Di fondo, la situazione è complicata dal fatto che ad oggi la normativa ed i protocolli vigenti non disciplinano puntualmente cosa accade nell’ipotesi in cui attraverso l’app Immuni si venga a conoscenza di esser stato in contatto con un positivo. Peraltro, l’app Immuni non rileva le circostanze in cui è avvenuto il contatto, sì da poter esser poco probabile il contagio.

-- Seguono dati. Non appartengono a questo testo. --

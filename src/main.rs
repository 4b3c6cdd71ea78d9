use std::path::PathBuf;
use std::sync::Arc;
use anyhow::{Context, Result};
use clap::{Parser, Subcommand};
use nalgebra::Isometry3;
use tracing::info;
use tracing_subscriber::EnvFilter;

use rs_frame_motion::components::Extra;
use rs_frame_motion::config::RobotConfig;
use rs_frame_motion::context::CallContext;
use rs_frame_motion::motion::MotionService;
use rs_frame_motion::proto::{PoseInFrameProto, WorldStateProto};
use rs_frame_motion::spatial::PoseInFrame;
use rs_frame_motion::utils::dump_pose;
use rs_frame_motion::world_state::WorldState;

/// Loads the robot from YAML, simulates its components and resolves poses and motions.
#[derive(Parser, Debug)]
#[clap(author, version, name = "rs-frame-motion")]
struct CommandLineArguments {
    /// Robot configuration (YAML)
    config: PathBuf,

    /// Timeout of the motion request, in milliseconds
    #[clap(long, default_value_t = 10_000)]
    timeout_ms: u64,

    #[command(subcommand)]
    command: Command,
}

#[derive(Subcommand, Debug)]
enum Command {
    /// List all frames of the robot
    Frames,
    /// Print the pose of the component in the given frame
    Pose {
        component: String,
        #[clap(long, default_value = "world")]
        frame: String,
    },
    /// Move the component to the position (millimeters) in the given frame, keeping
    /// the orientation the component currently has in that frame
    Move {
        component: String,
        x: f64,
        y: f64,
        z: f64,
        #[clap(long, default_value = "world")]
        frame: String,
        /// Obstacles and extra frames (JSON world state)
        #[clap(long)]
        world_state: Option<PathBuf>,
        /// Only the component itself may move
        #[clap(long)]
        single: bool,
    },
}

fn read_world_state(path: &Option<PathBuf>) -> Result<WorldState> {
    let Some(path) = path else {
        return Ok(WorldState::default());
    };
    let text = std::fs::read_to_string(path)
        .with_context(|| format!("reading world state {}", path.display()))?;
    let proto: WorldStateProto = serde_json::from_str(&text)
        .with_context(|| format!("parsing world state {}", path.display()))?;
    Ok(WorldState::from(&proto))
}

fn main() -> Result<()> {
    tracing_subscriber::fmt()
        .with_env_filter(EnvFilter::try_from_default_env().unwrap_or_else(|_| EnvFilter::new("info")))
        .init();

    let args = CommandLineArguments::parse();
    let config = RobotConfig::from_yaml_file(&args.config)
        .with_context(|| format!("loading robot {}", args.config.display()))?;
    let robot = Arc::new(config.build_simulated_robot()?);
    info!("Robot '{}' loaded with {} components", config.name, robot.registry().names().count());

    let service = MotionService::new(robot.clone());
    let extra = Extra::new();
    match args.command {
        Command::Frames => {
            for name in robot.frame_system().frame_names() {
                println!("{}", name);
            }
        }
        Command::Pose { component, frame } => {
            let pose = service.get_pose(&component, &frame, &[], &extra)?;
            println!("{} in {}:", component, pose.frame);
            dump_pose(&pose.pose);
            println!("{}", serde_json::to_string_pretty(&PoseInFrameProto::from(&pose))?);
        }
        Command::Move { component, x, y, z, frame, world_state, single } => {
            let world_state = read_world_state(&world_state)?;
            let current = service.get_pose(&component, &frame, &world_state.transforms, &extra)?;
            let destination = PoseInFrame::new(
                frame.as_str(), Isometry3::from_parts([x, y, z].into(), current.pose.rotation));
            let ctx = CallContext::new().with_timeout(std::time::Duration::from_millis(args.timeout_ms));
            if single {
                service.move_single_component(&component, &destination, &world_state, &extra, &ctx)?;
            } else {
                service.move_component(&component, &destination, &world_state, &extra, &ctx)?;
            }
            let reached = service.get_pose(&component, &frame, &world_state.transforms, &extra)?;
            println!("{} reached in {}:", component, reached.frame);
            dump_pose(&reached.pose);
        }
    }
    Ok(())
}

Si pensi ad esempio al caso in cui il dispositivo del soggetto positivo venga a contatto con quello di altre persone che indossano dispositivi di protezione o che tra le stesse vi era un pannello di plexiglass: il rischio di esposizione al contagio è praticamente nullo.

Anche il Garante della Privacy nel provvedimento del 1 giugno col via libera a Immuni ha rilevato che la “valutazione della distanza fra dispositivi è intrinsecamente suscettibile di errori in quanto l’intensità del segnale bluetooth dipende da fattori diversi come l’orientamento reciproco di due dispositivi o la presenza di ostacoli fra essi (compresa la presenza di corpi umani), potendo così rilevare “falsi positivi” e “falsi negativi”. Il Garante ha richiesto tra l’altro maggiore trasparenza sull’algoritmo che calcola il rischio”.

“Peraltro, la mancata conoscenza del contesto in cui è avvenuto il contatto stretto con un caso accertato Covid-19 (dato certamente rilevante, invece, ai fini epidemiologici, anche in ragione dell’eventuale utilizzo di sistemi di protezione) è suscettibile di creare potenzialmente numerosi “falsi positivi”.

Dunque la ricezione dell’alert da parte di Immuni non significa automaticamente che l’utente è stato sicuramente contagiato; anzi.